┏━━

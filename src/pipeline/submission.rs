//! Submission worker: NEW -> PROCESSING.
//!
//! Single consumer of the submission queue. Each dequeued order is offered
//! to the accrual engine; acceptance moves it to PROCESSING and hands it to
//! the polling worker, transient upstream failures requeue it with backoff,
//! and a permanent upstream rejection marks it INVALID.

use std::sync::Arc;
use tokio::sync::mpsc;
use tracing::{debug, error, info, warn};

use crate::adapters::AccrualClient;
use crate::pipeline::{QueuedOrder, RetryPolicy};
use crate::storage::Store;

pub struct SubmissionWorker {
    store: Arc<dyn Store>,
    accrual: AccrualClient,
    rx: mpsc::Receiver<QueuedOrder>,
    retry_tx: mpsc::Sender<QueuedOrder>,
    status_tx: mpsc::Sender<QueuedOrder>,
    retry: RetryPolicy,
}

impl SubmissionWorker {
    pub fn new(
        store: Arc<dyn Store>,
        accrual: AccrualClient,
        rx: mpsc::Receiver<QueuedOrder>,
        retry_tx: mpsc::Sender<QueuedOrder>,
        status_tx: mpsc::Sender<QueuedOrder>,
        retry: RetryPolicy,
    ) -> Self {
        Self {
            store,
            accrual,
            rx,
            retry_tx,
            status_tx,
            retry,
        }
    }

    pub async fn run(mut self) {
        info!("Submission worker started");
        while let Some(item) = self.rx.recv().await {
            self.process(item).await;
        }
        info!("Submission worker stopped");
    }

    async fn process(&self, item: QueuedOrder) {
        match self.accrual.register_order(&item.number).await {
            Ok(reply) => {
                debug!("Order {} submitted: {:?}", item.number, reply);
                self.advance_to_polling(item).await;
            }
            Err(e) if e.is_transient() => {
                warn!(
                    "Order {} submission failed (attempt {}): {}; retrying with backoff",
                    item.number, item.attempt, e
                );
                self.retry
                    .requeue_later(self.retry_tx.clone(), item.retry(), item.attempt);
            }
            Err(e) => {
                warn!(
                    "Order {} permanently rejected by the accrual engine: {}",
                    item.number, e
                );
                match self.store.mark_invalid(&item.number).await {
                    Ok(true) => info!("Order {} marked INVALID", item.number),
                    Ok(false) => debug!("Order {} already terminal", item.number),
                    Err(e) => {
                        error!(
                            "Failed to mark order {} INVALID: {}; requeueing",
                            item.number, e
                        );
                        self.retry
                            .requeue_later(self.retry_tx.clone(), item.retry(), item.attempt);
                    }
                }
            }
        }
    }

    /// Transition NEW -> PROCESSING (no-op on redelivery) and enqueue the
    /// order onto the status queue with a fresh attempt count.
    async fn advance_to_polling(&self, item: QueuedOrder) {
        match self.store.mark_processing(&item.number).await {
            Ok(moved) => {
                if !moved {
                    debug!("Order {} already past NEW", item.number);
                }
                if self
                    .status_tx
                    .send(QueuedOrder::new(&item.number))
                    .await
                    .is_err()
                {
                    warn!("Status queue closed; dropping order {}", item.number);
                }
            }
            Err(e) => {
                error!(
                    "Failed to move order {} to PROCESSING: {}; requeueing",
                    item.number, e
                );
                self.retry
                    .requeue_later(self.retry_tx.clone(), item.retry(), item.attempt);
            }
        }
    }
}
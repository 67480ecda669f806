//! Synchronous account operations: withdrawals, balance and history.

use std::sync::Arc;
use uuid::Uuid;

use crate::domain::{luhn, Balance, Order, User, Withdrawal};
use crate::error::{Result, TallyError};
use crate::storage::Store;

pub struct AccountService {
    store: Arc<dyn Store>,
}

impl AccountService {
    pub fn new(store: Arc<dyn Store>) -> Self {
        Self { store }
    }

    /// Create a user. The password hash is produced by the caller and
    /// stored opaquely.
    pub async fn register_user(&self, login: &str, password_hash: &str) -> Result<User> {
        if login.is_empty() {
            return Err(TallyError::Validation("login must not be empty".to_string()));
        }
        self.store.create_user(login, password_hash).await
    }

    pub async fn user_by_login(&self, login: &str) -> Result<Option<User>> {
        self.store.user_by_login(login).await
    }

    /// Withdraw points against a Luhn-valid withdrawal number. Atomic:
    /// either the balance is debited and the withdrawal recorded, or
    /// nothing changes.
    pub async fn withdraw(&self, uid: Uuid, number: &str, amount: i64) -> Result<Withdrawal> {
        luhn::validate(number)?;
        if amount <= 0 {
            return Err(TallyError::Validation(
                "withdrawal amount must be positive".to_string(),
            ));
        }
        self.store.debit(uid, number, amount).await
    }

    pub async fn balance(&self, uid: Uuid) -> Result<Balance> {
        self.store.balance(uid).await
    }

    /// Orders for a user, oldest upload first.
    pub async fn orders(&self, uid: Uuid) -> Result<Vec<Order>> {
        self.store.orders_for_user(uid).await
    }

    /// Withdrawals for a user, oldest first.
    pub async fn withdrawals(&self, uid: Uuid) -> Result<Vec<Withdrawal>> {
        self.store.withdrawals_for_user(uid).await
    }
}

#[cfg(test)]
mod tests {
    use super::*;
    use crate::adapters::MemoryStore;

    async fn service_with_credit(amount: i64) -> (AccountService, Uuid) {
        let store = Arc::new(MemoryStore::new());
        let service = AccountService::new(store.clone());
        let user = service.register_user("alice", "hash").await.unwrap();
        store.register_order(user.uid, "12345678903").await.unwrap();
        store.credit("12345678903", amount).await.unwrap();
        (service, user.uid)
    }

    #[tokio::test]
    async fn withdraw_debits_and_records() {
        let (service, uid) = service_with_credit(50_000).await;

        let withdrawal = service.withdraw(uid, "79927398713", 30_000).await.unwrap();
        assert_eq!(withdrawal.amount, 30_000);

        let balance = service.balance(uid).await.unwrap();
        assert_eq!(balance.current, 20_000);
        assert_eq!(balance.withdrawn, 30_000);

        let history = service.withdrawals(uid).await.unwrap();
        assert_eq!(history.len(), 1);
        assert_eq!(history[0].number, "79927398713");
    }

    #[tokio::test]
    async fn withdraw_more_than_available_fails_cleanly() {
        let (service, uid) = service_with_credit(1_000).await;

        let err = service.withdraw(uid, "79927398713", 5_000).await.unwrap_err();
        assert!(matches!(err, TallyError::InsufficientFunds { .. }));

        let balance = service.balance(uid).await.unwrap();
        assert_eq!(balance.current, 1_000);
        assert_eq!(balance.withdrawn, 0);
        assert!(service.withdrawals(uid).await.unwrap().is_empty());
    }

    #[tokio::test]
    async fn withdraw_validates_number_and_amount() {
        let (service, uid) = service_with_credit(1_000).await;

        assert!(matches!(
            service.withdraw(uid, "79927398710", 100).await.unwrap_err(),
            TallyError::InvalidNumber(_)
        ));
        assert!(matches!(
            service.withdraw(uid, "79927398713", 0).await.unwrap_err(),
            TallyError::Validation(_)
        ));
        assert!(matches!(
            service.withdraw(uid, "79927398713", -5).await.unwrap_err(),
            TallyError::Validation(_)
        ));

        assert_eq!(service.balance(uid).await.unwrap().current, 1_000);
    }

    #[tokio::test]
    async fn duplicate_login_is_rejected() {
        let store = Arc::new(MemoryStore::new());
        let service = AccountService::new(store);
        service.register_user("alice", "hash").await.unwrap();

        let err = service.register_user("alice", "other").await.unwrap_err();
        assert!(matches!(err, TallyError::LoginTaken(_)));
    }

    #[tokio::test]
    async fn fresh_user_reads_zero_balance() {
        let store = Arc::new(MemoryStore::new());
        let service = AccountService::new(store);
        let user = service.register_user("bob", "hash").await.unwrap();

        let balance = service.balance(user.uid).await.unwrap();
        assert_eq!(balance.current, 0);
        assert_eq!(balance.withdrawn, 0);
        assert!(service.orders(user.uid).await.unwrap().is_empty());
    }
}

┗━━

Task to complete:
Say how many lines of the entries hold the string "warn". Nothing but the number should be given.

Your response:
4